ファミリーマートが2025年3月から全国の店舗で展開してきた食品ロス削減の取り組みだ。

販売期限が迫った商品に20円、30円などの値下げを表示した涙目シールを貼り、食品ロス削減を実現してきた。

ファミリーマートは10月22日、「社会全体で食品ロスを削減するきっかけになれば」とこのシールのフリー素材化を発表。パンや魚、肉、ケーキなどのデザインも加わり、様々な店舗の運営者が自由にダウンロードし、使えるようになった。

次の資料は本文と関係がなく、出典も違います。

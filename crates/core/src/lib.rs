//! Financial aggregation engine for MonChantier.
//!
//! This crate contains pure aggregation logic with ZERO web or database dependencies.
//! It reads an in-memory snapshot of expenses, quotes and transfers and turns
//! it into display-ready aggregates.
//!
//! # Modules
//!
//! - `currency` - Exchange rate table and conversion through the base currency
//! - `records` - Financial record types, snapshot and entity labels
//! - `filter` - Primary filter and cross-filter selection state
//! - `rollup` - Totals per chantier or category
//! - `timeseries` - Monthly buckets with cumulative totals
//! - `balance` - Net balance per actor
//! - `dashboard` - Full aggregation pass, caching and display view

pub mod balance;
pub mod currency;
pub mod dashboard;
pub mod error;
pub mod filter;
pub mod records;
pub mod rollup;
pub mod timeseries;

pub use error::{AggregationError, AggregationResult};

フリー素材化した涙目デザインのシール。自由にダウンロードして使うことができる
フリー素材化した涙目デザインのシール。自由にダウンロードして使うことができる
Sumireko Tomita / HuffPost Japan

「涙目シール」って?年間約3000トンの食品ロス削減見込み

ファミリーマートは食品ロス削減のために2021年7月から、販売期限が迫った商品に「ファミマのエコ割」として値引きシールを貼る取り組みをしてきた。

より多くの消費者に「エコ割」に参加してもらうために2024年、「たすけてください」と涙を浮かべるおにぎりのイラストで消費者に直接訴えかける「涙目シール」をスタート。

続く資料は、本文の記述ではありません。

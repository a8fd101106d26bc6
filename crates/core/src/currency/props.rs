//! Property-based tests for currency operations.
//!
//! - Conversion round-trip through the base currency
//! - Percentage shares always total 100

use monchantier_shared::types::{CurrencyCode, Money};
use proptest::prelude::*;
use rust_decimal::Decimal;

use super::conversion::{from_base, to_base};
use super::rates::ExchangeRateTable;
use super::share::ShareUtil;

/// Strategy to generate signed decimal amounts (-1,000,000.00 to 1,000,000.00).
fn signed_amount() -> impl Strategy<Value = Decimal> {
    (-100_000_000i64..100_000_000i64).prop_map(|cents| Decimal::new(cents, 2))
}

/// Strategy to generate positive exchange rates (0.0001 to 10000.0000).
fn positive_rate() -> impl Strategy<Value = Decimal> {
    (1i64..100_000_000i64).prop_map(|v| Decimal::new(v, 4))
}

/// Strategy to pick one of the table's currencies.
fn currency() -> impl Strategy<Value = &'static str> {
    prop_oneof![Just("TND"), Just("EUR"), Just("USD")]
}

fn table(eur: Decimal, usd: Decimal) -> ExchangeRateTable {
    let code = |s: &str| CurrencyCode::parse(s).unwrap();
    ExchangeRateTable::new(code("TND"))
        .with_rate(code("EUR"), eur)
        .unwrap()
        .with_rate(code("USD"), usd)
        .unwrap()
}

proptest! {
    #![proptest_config(ProptestConfig::with_cases(200))]

    /// Converting to base and back into the same currency recovers the value.
    #[test]
    fn prop_round_trip_recovers_value(
        value in signed_amount(),
        eur in positive_rate(),
        usd in positive_rate(),
        code in currency(),
    ) {
        let rates = table(eur, usd);
        let currency = CurrencyCode::parse(code).unwrap();
        let amount = Money::new(value, currency.clone());

        let base = to_base(&amount, &rates).unwrap();
        let back = from_base(base, &currency, &rates).unwrap();

        let tolerance = Decimal::new(1, 9) * value.abs().max(Decimal::ONE);
        prop_assert!(
            (back - value).abs() <= tolerance,
            "round trip drifted: {} -> {} -> {}",
            value, base, back
        );
    }

    /// Conversion is deterministic.
    #[test]
    fn prop_to_base_is_deterministic(
        value in signed_amount(),
        eur in positive_rate(),
    ) {
        let rates = table(eur, Decimal::ONE);
        let amount = Money::new(value, CurrencyCode::parse("EUR").unwrap());
        prop_assert_eq!(to_base(&amount, &rates), to_base(&amount, &rates));
    }

    /// Non-negative weights with a positive total always yield shares summing to 100.
    #[test]
    fn prop_shares_sum_to_hundred(
        weights in prop::collection::vec((1i64..10_000_000i64).prop_map(|v| Decimal::new(v, 3)), 1..20),
        decimal_places in 0u32..=4,
    ) {
        let shares = ShareUtil::percent_shares(&weights, decimal_places).unwrap();
        prop_assert_eq!(shares.len(), weights.len());
        prop_assert_eq!(shares.iter().copied().sum::<Decimal>(), Decimal::ONE_HUNDRED);
    }
}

実証実験で、購入率が5ポイントアップしたという結果を得て、2025年3月に全国展開を開始した。これを全店で実施すると年間約3000トンもの食品ロス削減につながるという。

全国各地の店舗で導入した結果、2025年4~9月の中食の廃棄量は前年同月比で5%削減した。

「涙目シール」を貼る様子
「涙目シール」を貼る様子
Sumireko Tomita / HuffPost Japan

ファミリーマートによると、消費者からは「こんな表情で見つめられたら、思わず助けたくなる」「買ってあげなきゃと心を動かされて購入しました。お得というメリットだけでなく、廃棄から救える喜びに近い感覚も」との声が寄せられている。

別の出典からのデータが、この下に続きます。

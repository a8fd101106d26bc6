//! Primary (user-facing) filter criteria.

use std::collections::BTreeSet;

use chrono::NaiveDate;
use monchantier_shared::types::{CategoryId, ChantierId};
use serde::{Deserialize, Serialize};

use crate::records::{FinancialRecord, RecordKind};

/// Which record kinds pass the filter.
#[derive(Debug, Clone, Copy, Default, PartialEq, Eq, Hash, Serialize, Deserialize)]
#[serde(rename_all = "snake_case")]
pub enum RecordTypeFilter {
    /// Every kind.
    #[default]
    All,
    /// Expenses only.
    Expense,
    /// Quotes only.
    Quote,
    /// Transfers only.
    Transfer,
}

impl RecordTypeFilter {
    /// Returns true if `kind` passes.
    #[must_use]
    pub const fn admits(self, kind: RecordKind) -> bool {
        matches!(
            (self, kind),
            (Self::All, _)
                | (Self::Expense, RecordKind::Expense)
                | (Self::Quote, RecordKind::Quote)
                | (Self::Transfer, RecordKind::Transfer)
        )
    }
}

/// Filter chosen by the user in the dashboard controls.
///
/// An empty id set places no constraint on that dimension. Date bounds are
/// inclusive.
#[derive(Debug, Clone, Default, PartialEq, Eq, Hash, Serialize, Deserialize)]
pub struct FilterCriteria {
    /// Chantiers to keep.
    #[serde(default)]
    pub entity_ids: BTreeSet<ChantierId>,
    /// Categories to keep.
    #[serde(default)]
    pub category_ids: BTreeSet<CategoryId>,
    /// Earliest date kept.
    #[serde(default)]
    pub date_from: Option<NaiveDate>,
    /// Latest date kept.
    #[serde(default)]
    pub date_to: Option<NaiveDate>,
    /// Record kinds kept.
    #[serde(default)]
    pub record_type: RecordTypeFilter,
}

impl FilterCriteria {
    /// Creates a filter that matches everything.
    #[must_use]
    pub fn new() -> Self {
        Self::default()
    }

    /// Adds a chantier to the filter.
    #[must_use]
    pub fn with_chantier(mut self, id: impl Into<ChantierId>) -> Self {
        self.entity_ids.insert(id.into());
        self
    }

    /// Adds a category to the filter.
    #[must_use]
    pub fn with_category(mut self, id: impl Into<CategoryId>) -> Self {
        self.category_ids.insert(id.into());
        self
    }

    /// Restricts the date range (inclusive on both ends).
    #[must_use]
    pub const fn between(mut self, from: Option<NaiveDate>, to: Option<NaiveDate>) -> Self {
        self.date_from = from;
        self.date_to = to;
        self
    }

    /// Restricts the record kinds.
    #[must_use]
    pub const fn of_type(mut self, record_type: RecordTypeFilter) -> Self {
        self.record_type = record_type;
        self
    }

    /// Returns true if the filter is empty (matches everything).
    #[must_use]
    pub fn is_empty(&self) -> bool {
        self.entity_ids.is_empty()
            && self.category_ids.is_empty()
            && self.date_from.is_none()
            && self.date_to.is_none()
            && self.record_type == RecordTypeFilter::All
    }

    /// Returns true if `record` passes every constraint.
    #[must_use]
    pub fn matches(&self, record: &FinancialRecord) -> bool {
        if !self.record_type.admits(record.kind()) {
            return false;
        }

        let date = record.date();
        if self.date_from.is_some_and(|from| date < from) {
            return false;
        }
        if self.date_to.is_some_and(|to| date > to) {
            return false;
        }

        member_or_unconstrained(&self.entity_ids, record.chantier_id())
            && member_or_unconstrained(&self.category_ids, record.category_id())
    }
}

/// Empty set admits everything; otherwise the record must carry a member id.
pub(crate) fn member_or_unconstrained<T: Ord>(set: &BTreeSet<T>, id: Option<&T>) -> bool {
    set.is_empty() || id.is_some_and(|id| set.contains(id))
}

同社では、涙目シールの導入のほか、様々な食品ロス削減対策を行っている。「てまえどり」の推進や、サラダなど惣菜の包装に工夫を加え内部を真空状態にし、食品を長持ちさせるという取り組みも。

結果、2025年上半期の食品ロスは、2018年比で32.0%減を達成した。今後も取り組みを強化し、2030年に50%削減、2050年に80%削減することを目標としている。

フリー素材化&新キャラ登場の理由は

フリー素材化された涙目デザイン
フリー素材化された涙目デザイン
ファミリーマート

農林水産省によると日本では現在、年間で約464万トンの食品ロスが出ている。

涙目シールの導入により得られた確かな食品ロス削減の効果を、ファミリーマート社外にも広め、社会全体でさらにロス削減を進めるためにも、同社は涙目デザインのフリー素材化を決めた。

ファミリーマート・サステナビリティ推進部の大澤寛之さんは10月22日、都内で開かれた会見で、フリー素材化の理由について以下のように語った。

「非常に膨大な量の食品ロスがでている中、涙目シールを使うことで、この取り組みが世の中に広がり、社会全体で食品ロスを減らしていければと思います。フリー素材化にあたり、小売店やレストランなど様々なお店に使ってほしく、デザインも増やしました」

おにぎりやケーキ、魚など5種類の「涙目デザイン」は、ファミリーマートのウェブサイトから自由にダウンロードできる。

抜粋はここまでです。